## Work to be completed
Word for word, restate the records that follow.

Excerpts from a dataset
● ● ● ●
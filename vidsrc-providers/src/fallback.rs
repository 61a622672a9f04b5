//! Fallback source API client
//!
//! Independent JSON API consulted after a primary backend fails.
//! `GET {base_url}/{episode}` answers with
//! `{"sources": [{"url": "…", "quality": "720p", "isM3U8": true}]}`.

use serde::Deserialize;
use url::Url;

use crate::error::ProviderClientError;
use crate::fetch::{page_headers, HttpFetcher};

/// One source as reported by the fallback API.
#[derive(Debug, Clone, PartialEq, Eq, Deserialize)]
#[serde(rename_all = "camelCase")]
pub struct FallbackSource {
    pub url: String,
    #[serde(default)]
    pub quality: Option<String>,
    #[serde(default, rename = "isM3U8")]
    pub is_m3u8: bool,
}

#[derive(Debug, Deserialize)]
struct FallbackResponse {
    #[serde(default)]
    sources: Vec<FallbackSource>,
}

/// Fallback API client.
pub struct FallbackApiClient {
    base_url: String,
}

impl FallbackApiClient {
    #[must_use]
    pub fn new(base_url: impl Into<String>) -> Self {
        let base_url = base_url.into();
        Self {
            base_url: base_url.trim_end_matches('/').to_string(),
        }
    }

    /// `{base_url}/{episode}`, with the episode pushed as one path segment.
    pub fn endpoint(&self, episode: &str) -> Result<String, ProviderClientError> {
        let mut url = Url::parse(&self.base_url).map_err(|e| {
            ProviderClientError::InvalidConfig(format!("Invalid fallback base URL {}: {e}", self.base_url))
        })?;
        url.path_segments_mut()
            .map_err(|()| {
                ProviderClientError::InvalidConfig(format!("Fallback base URL {} cannot carry a path", self.base_url))
            })?
            .pop_if_empty()
            .push(episode);
        Ok(url.to_string())
    }

    /// Fetch the source list for one episode.
    pub async fn sources(
        &self,
        fetcher: &dyn HttpFetcher,
        episode: &str,
    ) -> Result<Vec<FallbackSource>, ProviderClientError> {
        let url = self.endpoint(episode)?;
        let body = fetcher.fetch(&url, &page_headers()).await?.into_body()?;
        let parsed: FallbackResponse = serde_json::from_str(&body)?;
        Ok(parsed.sources)
    }
}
● ● ● ●
## Solution
filename vidsrc-providers/src/fallback.rs
repository 61a622672a9f04b5
//! Fallback source API client
//!
//! Independent JSON API consulted after a primary backend fails.
//! `GET {base_url}/{episode}` answers with
//! `{"sources": [{"url": "…", "quality": "720p", "isM3U8": true}]}`.

use serde::Deserialize;
use url::Url;

use crate::error::ProviderClientError;
use crate::fetch::{page_headers, HttpFetcher};

/// One source as reported by the fallback API.
#[derive(Debug, Clone, PartialEq, Eq, Deserialize)]
#[serde(rename_all = "camelCase")]
pub struct FallbackSource {
    pub url: String,
    #[serde(default)]
    pub quality: Option<String>,
    #[serde(default, rename = "isM3U8")]
    pub is_m3u8: bool,
}

#[derive(Debug, Deserialize)]
struct FallbackResponse {
    #[serde(default)]
    sources: Vec<FallbackSource>,
}

/// Fallback API client.
pub struct FallbackApiClient {
    base_url: String,
}

impl FallbackApiClient {
    #[must_use]
    pub fn new(base_url: impl Into<String>) -> Self {
        let base_url = base_url.into();
        Self {
            base_url: base_url.trim_end_matches('/').to_string(),
        }
    }

    /// `{base_url}/{episode}`, with the episode pushed as one path segment.
    pub fn endpoint(&self, episode: &str) -> Result<String, ProviderClientError> {
        let mut url = Url::parse(&self.base_url).map_err(|e| {
            ProviderClientError::InvalidConfig(format!("Invalid fallback base URL {}: {e}", self.base_url))
        })?;
        url.path_segments_mut()
            .map_err(|()| {
                ProviderClientError::InvalidConfig(format!("Fallback base URL {} cannot carry a path", self.base_url))
            })?
            .pop_if_empty()
            .push(episode);
        Ok(url.to_string())
    }

    /// Fetch the source list for one episode.
    pub async fn sources(
        &self,
        fetcher: &dyn HttpFetcher,
        episode: &str,
    ) -> Result<Vec<FallbackSource>, ProviderClientError> {
        let url = self.endpoint(episode)?;
        let body = fetcher.fetch(&url, &page_headers()).await?.into_body()?;
        let parsed: FallbackResponse = serde_json::from_str(&body)?;
        Ok(parsed.sources)
    }
}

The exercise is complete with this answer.